The other administrator I found, who my mother talked about periodically, was the college president: Algo Henderson. My mother always called him “Algo D.” which I presume is what most people called him. He lived with his wife and two children in the same place they had lived in 1935.

And then there was Bessie Totten, who I don’t remember hearing about from my parents but who I know was the first archivist of the college. She was listed as librarian, I think she was head in 1940, and she retired soon after that but stayed on organizing the college archives.

The one other person who caught my eye was Axel Bahnsen, the local photographer. When my parents were students they all had pictures taken by him as freshmen and again as seniors. The picture of my mother I grew up seeing was her senior college picture taken by him, and she was lovely. Mr. Bahnsen and his wife were counted, living in the same house as in 1935, with no children. He was the proprietor of a photography shop.
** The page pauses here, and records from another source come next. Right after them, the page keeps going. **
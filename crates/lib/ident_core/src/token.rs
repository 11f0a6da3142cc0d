//! Access and refresh token minting.
//!
//! Access tokens are PASETO `v2.public` tokens with a JSON payload and a
//! `{"kid": ...}` footer naming the signing key. Tokens are signed with the
//! requesting client's private key, so each client can verify its own tokens
//! offline with the public key it received at registration.

use std::collections::BTreeMap;
use std::fmt;
use std::sync::Arc;

use base64::Engine;
use base64::engine::general_purpose::STANDARD;
use chrono::{DateTime, Duration, SubsecRound, Utc};
use ed25519_dalek::SigningKey;
use pasetors::Public;
use pasetors::errors::Error as PasetorsError;
use pasetors::keys::{AsymmetricPublicKey, AsymmetricSecretKey};
use pasetors::token::UntrustedToken;
use pasetors::version2::{PublicToken, V2};
use rand::RngCore;
use serde::{Deserialize, Serialize};
use sha2::{Digest, Sha256};
use uuid::Uuid;

use crate::error::{Error, Result};

/// Claim names set by the issuer; custom claims may not override them.
pub const RESERVED_CLAIMS: [&str; 7] = ["aud", "iss", "jti", "sub", "iat", "nbf", "exp"];

/// Claim carrying the id of the session an access token belongs to.
pub const SESSION_ID_CLAIM: &str = "session_id";

/// An ed25519 key pair in the byte layout stored with each client.
///
/// `private` is the 64-byte keypair encoding (seed followed by public key).
#[derive(Clone, PartialEq, Eq)]
pub struct KeyPair {
    pub public: Vec<u8>,
    pub private: Vec<u8>,
}

impl fmt::Debug for KeyPair {
    fn fmt(&self, f: &mut fmt::Formatter<'_>) -> fmt::Result {
        f.debug_struct("KeyPair")
            .field("public", &STANDARD.encode(&self.public))
            .field("private", &"<redacted>")
            .finish()
    }
}

impl KeyPair {
    fn from_signing_key(key: &SigningKey) -> Self {
        Self {
            public: key.verifying_key().to_bytes().to_vec(),
            private: key.to_keypair_bytes().to_vec(),
        }
    }

    /// Short identifier of the public key, used as the token footer `kid`.
    pub fn kid(&self) -> String {
        key_id(&self.public)
    }
}

/// Generate a fresh ed25519 key pair.
pub fn generate_keypair() -> KeyPair {
    let mut seed = [0u8; 32];
    rand::rng().fill_bytes(&mut seed);
    KeyPair::from_signing_key(&SigningKey::from_bytes(&seed))
}

/// Decode a base64-wrapped OpenSSH ed25519 private key.
pub fn load_signing_key(encoded_pem: &str) -> Result<KeyPair> {
    const OP: &str = "load signing key";

    let pem = STANDARD
        .decode(encoded_pem.trim())
        .map_err(|e| Error::config(OP, format!("signing key is not valid base64: {e}")))?;
    let key = ssh_key::PrivateKey::from_openssh(&pem)
        .map_err(|e| Error::config(OP, format!("signing key is not an OpenSSH key: {e}")))?;
    if key.is_encrypted() {
        return Err(Error::config(OP, "signing key must not be passphrase protected"));
    }
    let keypair = key
        .key_data()
        .ed25519()
        .ok_or_else(|| Error::config(OP, "signing key is not ed25519"))?;

    let signing = SigningKey::from_bytes(&keypair.private.to_bytes());
    if signing.verifying_key().to_bytes() != keypair.public.0 {
        return Err(Error::config(OP, "signing key public half does not match"));
    }
    Ok(KeyPair::from_signing_key(&signing))
}

/// Generate a new ed25519 key and return it as base64 of its OpenSSH PEM.
pub fn generate_encoded_signing_key(comment: &str) -> Result<String> {
    const OP: &str = "generate signing key";

    let mut seed = [0u8; 32];
    rand::rng().fill_bytes(&mut seed);
    let keypair = ssh_key::private::Ed25519Keypair::from_seed(&seed);
    let key = ssh_key::PrivateKey::new(ssh_key::private::KeypairData::Ed25519(keypair), comment)
        .map_err(|e| Error::internal(OP, e.to_string()))?;
    let pem = key
        .to_openssh(ssh_key::LineEnding::LF)
        .map_err(|e| Error::internal(OP, e.to_string()))?;
    Ok(STANDARD.encode(pem.as_bytes()))
}

/// Audience and issuer stamped into every access token.
#[derive(Debug, Clone, PartialEq, Eq)]
pub struct TokenSettings {
    pub audience: String,
    pub issuer: String,
}

/// Decoded access-token payload.
#[derive(Debug, Clone, PartialEq, Eq, Serialize, Deserialize)]
pub struct AccessClaims {
    pub aud: String,
    pub iss: String,
    pub jti: String,
    pub sub: String,
    pub iat: DateTime<Utc>,
    pub nbf: DateTime<Utc>,
    pub exp: DateTime<Utc>,
    #[serde(flatten)]
    pub claims: BTreeMap<String, String>,
}

impl AccessClaims {
    pub fn session_id(&self) -> Option<&str> {
        self.claims.get(SESSION_ID_CLAIM).map(String::as_str)
    }
}

#[derive(Serialize, Deserialize)]
struct Footer {
    kid: String,
}

/// Mints access and refresh tokens.
#[derive(Debug, Clone)]
pub struct TokenIssuer {
    settings: TokenSettings,
    signing: Arc<KeyPair>,
}

impl TokenIssuer {
    pub fn new(settings: TokenSettings, signing: KeyPair) -> Self {
        Self {
            settings,
            signing: Arc::new(signing),
        }
    }

    pub fn settings(&self) -> &TokenSettings {
        &self.settings
    }

    /// The process-wide signing key loaded at startup.
    pub fn signing_key(&self) -> &KeyPair {
        &self.signing
    }

    pub fn issue_access(
        &self,
        private_key: &[u8],
        ttl_minutes: i64,
        subject: &str,
        claims: &BTreeMap<String, String>,
    ) -> Result<String> {
        self.issue_access_at(Utc::now(), private_key, ttl_minutes, subject, claims)
    }

    /// Mint an access token as of `now`. Timestamps are truncated to seconds.
    pub fn issue_access_at(
        &self,
        now: DateTime<Utc>,
        private_key: &[u8],
        ttl_minutes: i64,
        subject: &str,
        claims: &BTreeMap<String, String>,
    ) -> Result<String> {
        const OP: &str = "issue access token";

        if let Some(name) = claims.keys().find(|k| RESERVED_CLAIMS.contains(&k.as_str())) {
            return Err(Error::validation(OP, format!("claim {name} is reserved")));
        }
        if ttl_minutes < 1 {
            return Err(Error::validation(OP, "access token ttl must be at least 1 minute"));
        }

        let secret = secret_key_from(private_key).map_err(|e| Error::wrap(OP, e))?;
        let now = now.trunc_subsecs(0);
        let payload = AccessClaims {
            aud: self.settings.audience.clone(),
            iss: self.settings.issuer.clone(),
            jti: Uuid::new_v4().to_string(),
            sub: subject.to_string(),
            iat: now,
            nbf: now,
            exp: now + Duration::minutes(ttl_minutes),
            claims: claims.clone(),
        };
        let message = serde_json::to_vec(&payload)?;
        let footer = serde_json::to_vec(&Footer {
            kid: key_id(&private_key[32..]),
        })?;

        PublicToken::sign(&secret, &message, Some(footer.as_slice()))
            .map_err(|e| Error::internal(OP, format!("failed to sign token: {e:?}")))
    }

    /// Random UUIDv4 refresh token.
    pub fn issue_refresh(&self) -> Uuid {
        issue_refresh()
    }
}

pub fn issue_refresh() -> Uuid {
    crate::uuid::uuidv4()
}

/// Verify a `v2.public` access token against `public_key` at the current time.
pub fn verify_access(public_key: &[u8], token: &str) -> Result<AccessClaims> {
    verify_access_at(public_key, token, Utc::now())
}

pub fn verify_access_at(public_key: &[u8], token: &str, now: DateTime<Utc>) -> Result<AccessClaims> {
    const OP: &str = "verify access token";

    let key = AsymmetricPublicKey::<V2>::from(public_key)
        .map_err(|_| Error::validation(OP, "public key must be 32 bytes"))?;
    let untrusted = UntrustedToken::<Public, V2>::try_from(token)
        .map_err(|e| Error::authentication(OP, paseto_error(&e)))?;

    let footer: Footer = serde_json::from_slice(untrusted.untrusted_footer())
        .map_err(|_| Error::authentication(OP, "malformed token footer"))?;
    if footer.kid != key_id(public_key) {
        return Err(Error::authentication(OP, "token was signed with another key"));
    }

    let trusted = PublicToken::verify(&key, &untrusted, None)
        .map_err(|e| Error::authentication(OP, paseto_error(&e)))?;
    let claims: AccessClaims = serde_json::from_str(trusted.payload())
        .map_err(|_| Error::authentication(OP, "malformed token payload"))?;
    if now < claims.nbf {
        return Err(Error::authentication(OP, "token not yet valid"));
    }
    if now >= claims.exp {
        return Err(Error::authentication(OP, "token expired"));
    }
    Ok(claims)
}

fn secret_key_from(private_key: &[u8]) -> Result<AsymmetricSecretKey<V2>> {
    const OP: &str = "load client key";
    if private_key.len() != 64 {
        return Err(Error::internal(OP, "private key must be 64 bytes"));
    }
    AsymmetricSecretKey::<V2>::from(private_key)
        .map_err(|e| Error::internal(OP, format!("invalid private key: {e:?}")))
}

fn paseto_error(err: &PasetorsError) -> &'static str {
    match err {
        PasetorsError::TokenValidation => "invalid token signature",
        PasetorsError::Base64 => "malformed token encoding",
        PasetorsError::TokenFormat => "unsupported token format",
        _ => "malformed token",
    }
}

fn key_id(public_key: &[u8]) -> String {
    let digest = Sha256::digest(public_key);
    digest[..8].iter().map(|b| format!("{b:02x}")).collect()
}
// Identifier helpers.
//
// Sessions and outbox rows use UUIDv7 so that `ORDER BY created_at, id`
// breaks ties in insertion order. Refresh tokens and client secrets stay v4:
// they are bearer values and must not leak their creation time.

use uuid::Uuid;

/// Generate a new UUIDv7 (timestamp-sortable).
pub fn uuidv7() -> Uuid {
    Uuid::now_v7()
}

/// Generate a new random UUIDv4 (122 bits of entropy).
pub fn uuidv4() -> Uuid {
    Uuid::new_v4()
}

#[cfg(test)]
mod tests {
    use super::*;

    #[test]
    fn uuidv7_is_valid() {
        let id = uuidv7();
        assert_eq!(id.get_version(), Some(uuid::Version::SortRand));
    }

    #[test]
    fn uuidv7_is_monotonic() {
        let a = uuidv7();
        let b = uuidv7();
        assert!(b >= a);
    }

    #[test]
    fn uuidv4_is_random() {
        let id = uuidv4();
        assert_eq!(id.get_version(), Some(uuid::Version::Random));
        assert_ne!(id, uuidv4());
    }
}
This is obviously a limited view of even a small place like Yellow Springs. There were many other people employed by the college in a variety of jobs. There were also many other jobs and industries represented, including shopkeepers, schoolteachers, doctors and nurses, laborers, skilled laborers, maids and cooks and housekeepers, various researchers (at the Fels Research Institute), etc. The most exotic job I noticed was a test pilot at the nearby air field (Wright-Patterson), but there were others also employed in other jobs at the air field too.

Now, 2 months after the census was released, I am back to thinking about how to find my parents. I searched the internet looking for how college students were handled by the Census Bureau back then. It looks to me like the usual approach was to count college students at their parents’ home even if they lived away at school during the school year. Hm. So I need to find my grandparents. Unfortunately I know where my father’s parents were. His father had died almost 20 years before and his mother Carrie had been committed to the Longview State Hospital (for the Insane). Although my father seemed to use his aunt’s address as his home address (my great aunt Susan R. Salt), he was not listed with her there. So I have more searching in store to find him. My mother’s parents were still in Canton and I have an address from 1938 but I haven’t found them yet.